> _PROBLEM REQUIREMENTS_
Beginning with the first line of the data below, extract each line up to and including the one containing "ParamProvider::from_config(&cfg)". Copy them exactly and add nothing.
━━ EXTRACTED INFORMATION
// =============================================================================
// Tests
// =============================================================================
#[cfg(test)]
mod tests {
    use super::*;

    fn params() -> ParamRecord {
        use crate::config::BotConfig;
        use crate::params::ParamProvider;

        let mut cfg = BotConfig::default();
        let mut table = crate::config::ParamTable::new();
        table.insert("tp_percent".into(), serde_json::json!(1.0));
        table.insert("sl_percent".into(), serde_json::json!(0.8));
        table.insert("leverage".into(), serde_json::json!(10));
        cfg.adaptive_regime.insert("ranging".into(), table);
        ParamProvider::from_config(&cfg)
            .resolve("BTC-USDT-SWAP", Regime::Ranging)
            .unwrap()
    }

    fn position(symbol: &str) -> Position {
        Position {
            symbol: symbol.to_string(),
            side: Side::Long,
            entry_price: 100.0,
            size: 10.0,
            leverage: 10.0,
            margin_used: 100.0,
            entry_time_ms: 0,
            regime_at_entry: Regime::Ranging,
            peak_profit_pct: 0.0,
            peak_profit_time_ms: 0,
            partial_tp_executed: false,
            closing_in_progress: false,
        }
    }

    fn metadata() -> PositionMetadata {
        PositionMetadata::new(PositionSource::Entry, 0.01, 0.0002, 0.0005, params(), None)
    }

    #[tokio::test]
    async fn register_and_remove_restores_empty() {
        let registry = PositionRegistry::new();
        registry.register(position("BTC-USDT-SWAP"), metadata()).await.unwrap();
        assert_eq!(registry.count().await, 1);

        let record = registry
            .remove("BTC-USDT-SWAP", 101.0, 10.0, 0.5, "tp")
            .await
            .unwrap();
        assert_eq!(record.exit_reason, "tp");
        assert_eq!(registry.count().await, 0);

        // Double-remove is a no-op.
        assert!(registry.remove("BTC-USDT-SWAP", 101.0, 0.0, 0.0, "tp").await.is_none());
    }

    #[tokio::test]
    async fn invariants_enforced_at_register() {
        let registry = PositionRegistry::new();

        let mut bad = position("X");
        bad.size = 0.0;
        assert!(registry.register(bad, metadata()).await.is_err());

        let mut bad = position("X");
        bad.entry_price = 0.0;
        assert!(registry.register(bad, metadata()).await.is_err());

        let mut bad = position("X");
        bad.leverage = 0.5;
        assert!(registry.register(bad, metadata()).await.is_err());

        let mut bad = position("X");
        bad.margin_used = 0.0;
        assert!(registry.register(bad, metadata()).await.is_err());
    }

    #[tokio::test]
    async fn one_position_per_symbol() {
        let registry = PositionRegistry::new();
        registry.register(position("ETH-USDT-SWAP"), metadata()).await.unwrap();
        let err = registry
            .register(position("ETH-USDT-SWAP"), metadata())
            .await
            .unwrap_err();
        assert!(matches!(err, EngineError::InvariantViolation(_)));
    }

    #[tokio::test]
    async fn mark_closing_excludes_second_closer() {
        let registry = PositionRegistry::new();
        registry.register(position("BTC-USDT-SWAP"), metadata()).await.unwrap();

        assert!(registry.mark_closing("BTC-USDT-SWAP").await);
        assert!(!registry.mark_closing("BTC-USDT-SWAP").await);

        registry.clear_closing("BTC-USDT-SWAP").await;
        assert!(registry.mark_closing("BTC-USDT-SWAP").await);
    }

    #[tokio::test]
    async fn peak_is_monotonic_until_partial_reset() {
        let registry = PositionRegistry::new();
        registry.register(position("BTC-USDT-SWAP"), metadata()).await.unwrap();

        registry.update_peak("BTC-USDT-SWAP", 1.5, 1_000).await;
        registry.update_peak("BTC-USDT-SWAP", 0.8, 2_000).await; // ignored
        let (pos, _) = registry.get("BTC-USDT-SWAP").await.unwrap();
        assert!((pos.peak_profit_pct - 1.5).abs() < 1e-12);
        assert_eq!(pos.peak_profit_time_ms, 1_000);

        // Partial close re-bases the peak on the remaining position.
        registry
            .apply_partial_close("BTC-USDT-SWAP", 0.5, 0.8, 0.6, 3_000)
            .await
            .unwrap();
        let (pos, meta) = registry.get("BTC-USDT-SWAP").await.unwrap();
        assert!((pos.peak_profit_pct - 0.6).abs() < 1e-12);
        assert!(pos.partial_tp_executed);
        assert!((pos.size - 5.0).abs() < 1e-12);
        assert!((pos.margin_used - 50.0).abs() < 1e-12);
        assert!((meta.partial_realized_usd - 0.8).abs() < 1e-12);
    }

    #[tokio::test]
    async fn partial_close_validates_fraction() {
        let registry = PositionRegistry::new();
        registry.register(position("BTC-USDT-SWAP"), metadata()).await.unwrap();

        assert!(registry
            .apply_partial_close("BTC-USDT-SWAP", 0.0, 0.0, 0.0, 0)
            .await
            .is_err());
        assert!(registry
            .apply_partial_close("BTC-USDT-SWAP", 1.0, 0.0, 0.0, 0)
            .await
            .is_err());
    }

    #[tokio::test]
    async fn totals_aggregate_margins_and_notional() {
        let registry = PositionRegistry::new();
        registry.register(position("BTC-USDT-SWAP"), metadata()).await.unwrap();

        let mut second = position("ETH-USDT-SWAP");
        second.margin_used = 50.0;
        second.leverage = 5.0;
        registry.register(second, metadata()).await.unwrap();

        assert!((registry.total_margin_usd().await - 150.0).abs() < 1e-9);
        assert!((registry.total_notional_usd().await - (1000.0 + 250.0)).abs() < 1e-9);
    }
}
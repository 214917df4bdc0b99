pub mod registry;

pub use registry::{ClosedPosition, Position, PositionMetadata, PositionRegistry, PositionSource};
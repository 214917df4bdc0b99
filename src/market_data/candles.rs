// =============================================================================
// Candle store — per-(symbol, timeframe) ring buffers
// =============================================================================
//
// The live (unclosed) candle is continuously updated in-place; when a candle
// closes it becomes permanent and the ring is trimmed to the timeframe's
// capacity. Buffers are seeded from REST at startup and then maintained by
// the WebSocket candle channels.
// =============================================================================

use std::collections::{HashMap, VecDeque};

use parking_lot::RwLock;
use serde::{Deserialize, Serialize};

use crate::types::Timeframe;

/// A single OHLCV candle. `timestamp_ms` is the bar open time.
#[derive(Debug, Clone, Serialize, Deserialize)]
pub struct Candle {
    pub timestamp_ms: i64,
    pub open: f64,
    pub high: f64,
    pub low: f64,
    pub close: f64,
    /// Volume in contracts.
    pub volume: f64,
    /// Volume in quote currency.
    pub quote_volume: f64,
    pub is_closed: bool,
}

impl Candle {
    pub fn new(
        timestamp_ms: i64,
        open: f64,
        high: f64,
        low: f64,
        close: f64,
        volume: f64,
        quote_volume: f64,
        is_closed: bool,
    ) -> Self {
        Self {
            timestamp_ms,
            open,
            high,
            low,
            close,
            volume,
            quote_volume,
            is_closed,
        }
    }
}

/// Composite key identifying a unique candle series.
#[derive(Debug, Clone, Hash, Eq, PartialEq, Serialize, Deserialize)]
pub struct CandleKey {
    pub symbol: String,
    pub timeframe: Timeframe,
}

impl CandleKey {
    pub fn new(symbol: impl Into<String>, timeframe: Timeframe) -> Self {
        Self {
            symbol: symbol.into(),
            timeframe,
        }
    }
}

impl std::fmt::Display for CandleKey {
    fn fmt(&self, f: &mut std::fmt::Formatter<'_>) -> std::fmt::Result {
        write!(f, "{}@{}", self.symbol, self.timeframe)
    }
}

// ---------------------------------------------------------------------------
// CandleBuffer
// ---------------------------------------------------------------------------

/// Thread-safe ring buffer of recent candles per (symbol, timeframe).
/// Capacity is fixed per timeframe (1m: 500, 5m: 300, 1H: 168, 1D: 20).
pub struct CandleBuffer {
    buffers: RwLock<HashMap<CandleKey, VecDeque<Candle>>>,
}

impl CandleBuffer {
    pub fn new() -> Self {
        Self {
            buffers: RwLock::new(HashMap::new()),
        }
    }

    /// Insert or replace the latest candle for the given key.
    ///
    /// An incoming candle with the same open time as the current in-progress
    /// tail replaces it (live update or finalisation); otherwise it is
    /// appended. Closed candles trim the ring to the timeframe capacity.
    pub fn upsert(&self, key: CandleKey, candle: Candle) {
        let capacity = key.timeframe.capacity();
        let mut map = self.buffers.write();
        let ring = map
            .entry(key)
            .or_insert_with(|| VecDeque::with_capacity(capacity + 1));

        if let Some(last) = ring.back() {
            if !last.is_closed && last.timestamp_ms == candle.timestamp_ms {
                ring.pop_back();
            }
        }
        ring.push_back(candle);

        while ring.len() > capacity + 1 {
            ring.pop_front();
        }
    }

    /// Bulk-seed a series from a REST backfill (oldest first). Existing
    /// content for the key is replaced.
    pub fn seed(&self, key: CandleKey, candles: Vec<Candle>) {
        let capacity = key.timeframe.capacity();
        let mut ring: VecDeque<Candle> = candles.into();
        while ring.len() > capacity + 1 {
            ring.pop_front();
        }
        self.buffers.write().insert(key, ring);
    }

    /// Most recent `count` **closed** candles, oldest first.
    pub fn get_closed(&self, key: &CandleKey, count: usize) -> Vec<Candle> {
        let map = self.buffers.read();
        match map.get(key) {
            Some(ring) => {
                let closed: Vec<&Candle> = ring.iter().filter(|c| c.is_closed).collect();
                let start = closed.len().saturating_sub(count);
                closed[start..].iter().map(|c| (*c).clone()).collect()
            }
            None => Vec::new(),
        }
    }

    /// Most recent `count` candles, oldest first; the last may be open.
    pub fn get_recent(&self, key: &CandleKey, count: usize) -> Vec<Candle> {
        let map = self.buffers.read();
        match map.get(key) {
            Some(ring) => {
                let start = ring.len().saturating_sub(count);
                ring.iter().skip(start).cloned().collect()
            }
            None => Vec::new(),
        }
    }

    /// Close prices of the most recent `count` closed candles, oldest first.
    pub fn get_closes(&self, key: &CandleKey, count: usize) -> Vec<f64> {
        self.get_closed(key, count).iter().map(|c| c.close).collect()
    }

    /// The most recent closed candle, if any.
    pub fn last_closed(&self, key: &CandleKey) -> Option<Candle> {
        let map = self.buffers.read();
        map.get(key)
            .and_then(|ring| ring.iter().rev().find(|c| c.is_closed).cloned())
    }

    /// Open timestamp of the most recent closed candle. Used as the
    /// invalidation basis for cached indicator snapshots.
    pub fn last_closed_ts(&self, key: &CandleKey) -> Option<i64> {
        let map = self.buffers.read();
        map.get(key).and_then(|ring| {
            ring.iter()
                .rev()
                .find(|c| c.is_closed)
                .map(|c| c.timestamp_ms)
        })
    }

    /// Number of closed candles stored for a key.
    pub fn closed_count(&self, key: &CandleKey) -> usize {
        let map = self.buffers.read();
        map.get(key)
            .map_or(0, |ring| ring.iter().filter(|c| c.is_closed).count())
    }
}

impl Default for CandleBuffer {
    fn default() -> Self {
        Self::new()
    }
}

// ---------------------------------------------------------------------------
// Tests
// ---------------------------------------------------------------------------

#[cfg(test)]
mod tests {
    use super::*;

    fn sample(ts: i64, close: f64, is_closed: bool) -> Candle {
        Candle::new(ts, close, close + 1.0, close - 1.0, close, 10.0, 1000.0, is_closed)
    }

    fn key(symbol: &str, tf: Timeframe) -> CandleKey {
        CandleKey::new(symbol, tf)
    }

    #[test]
    fn ring_trims_to_timeframe_capacity() {
        let buf = CandleBuffer::new();
        let k = key("BTC-USDT-SWAP", Timeframe::D1); // capacity 20

        for i in 0..30 {
            buf.upsert(k.clone(), sample(i * 86_400_000, 100.0 + i as f64, true));
        }

        assert_eq!(buf.closed_count(&k), 21);
        let closes = buf.get_closes(&k, 100);
        assert_eq!(closes.last().copied(), Some(129.0));
    }

    #[test]
    fn live_candle_replaced_in_place() {
        let buf = CandleBuffer::new();
        let k = key("ETH-USDT-SWAP", Timeframe::M1);

        buf.upsert(k.clone(), sample(0, 50.0, false));
        buf.upsert(k.clone(), sample(0, 51.0, false));
        assert_eq!(buf.get_recent(&k, 10).len(), 1);

        // Finalise, then a new live candle starts.
        buf.upsert(k.clone(), sample(0, 52.0, true));
        buf.upsert(k.clone(), sample(60_000, 53.0, false));

        assert_eq!(buf.closed_count(&k), 1);
        assert_eq!(buf.last_closed(&k).unwrap().close, 52.0);
        assert_eq!(buf.get_recent(&k, 10).len(), 2);
    }

    #[test]
    fn get_closed_excludes_live_candle() {
        let buf = CandleBuffer::new();
        let k = key("BTC-USDT-SWAP", Timeframe::M1);

        buf.upsert(k.clone(), sample(0, 100.0, true));
        buf.upsert(k.clone(), sample(60_000, 101.0, true));
        buf.upsert(k.clone(), sample(120_000, 102.0, false));

        assert_eq!(buf.get_closed(&k, 10).len(), 2);
        assert_eq!(buf.get_recent(&k, 10).len(), 3);
    }

    #[test]
    fn seed_replaces_existing() {
        let buf = CandleBuffer::new();
        let k = key("BTC-USDT-SWAP", Timeframe::M5);

        buf.upsert(k.clone(), sample(0, 1.0, true));
        buf.seed(
            k.clone(),
            (0..5).map(|i| sample(i * 300_000, 10.0 + i as f64, true)).collect(),
        );

        let closes = buf.get_closes(&k, 100);
        assert_eq!(closes, vec![10.0, 11.0, 12.0, 13.0, 14.0]);
    }

    #[test]
    fn last_closed_ts_tracks_finalised_bar() {
        let buf = CandleBuffer::new();
        let k = key("SOL-USDT-SWAP", Timeframe::M1);
        assert_eq!(buf.last_closed_ts(&k), None);

        buf.upsert(k.clone(), sample(60_000, 10.0, true));
        buf.upsert(k.clone(), sample(120_000, 11.0, false));
        assert_eq!(buf.last_closed_ts(&k), Some(60_000));
    }
}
━━━━
> _SOLUTION TO THIS EXERCISE_
// =============================================================================
// Tests
// =============================================================================
#[cfg(test)]
mod tests {
    use super::*;

    fn params() -> ParamRecord {
        use crate::config::BotConfig;
        use crate::params::ParamProvider;

        let mut cfg = BotConfig::default();
        let mut table = crate::config::ParamTable::new();
        table.insert("tp_percent".into(), serde_json::json!(1.0));
        table.insert("sl_percent".into(), serde_json::json!(0.8));
        table.insert("leverage".into(), serde_json::json!(10));
        cfg.adaptive_regime.insert("ranging".into(), table);
        ParamProvider::from_config(&cfg)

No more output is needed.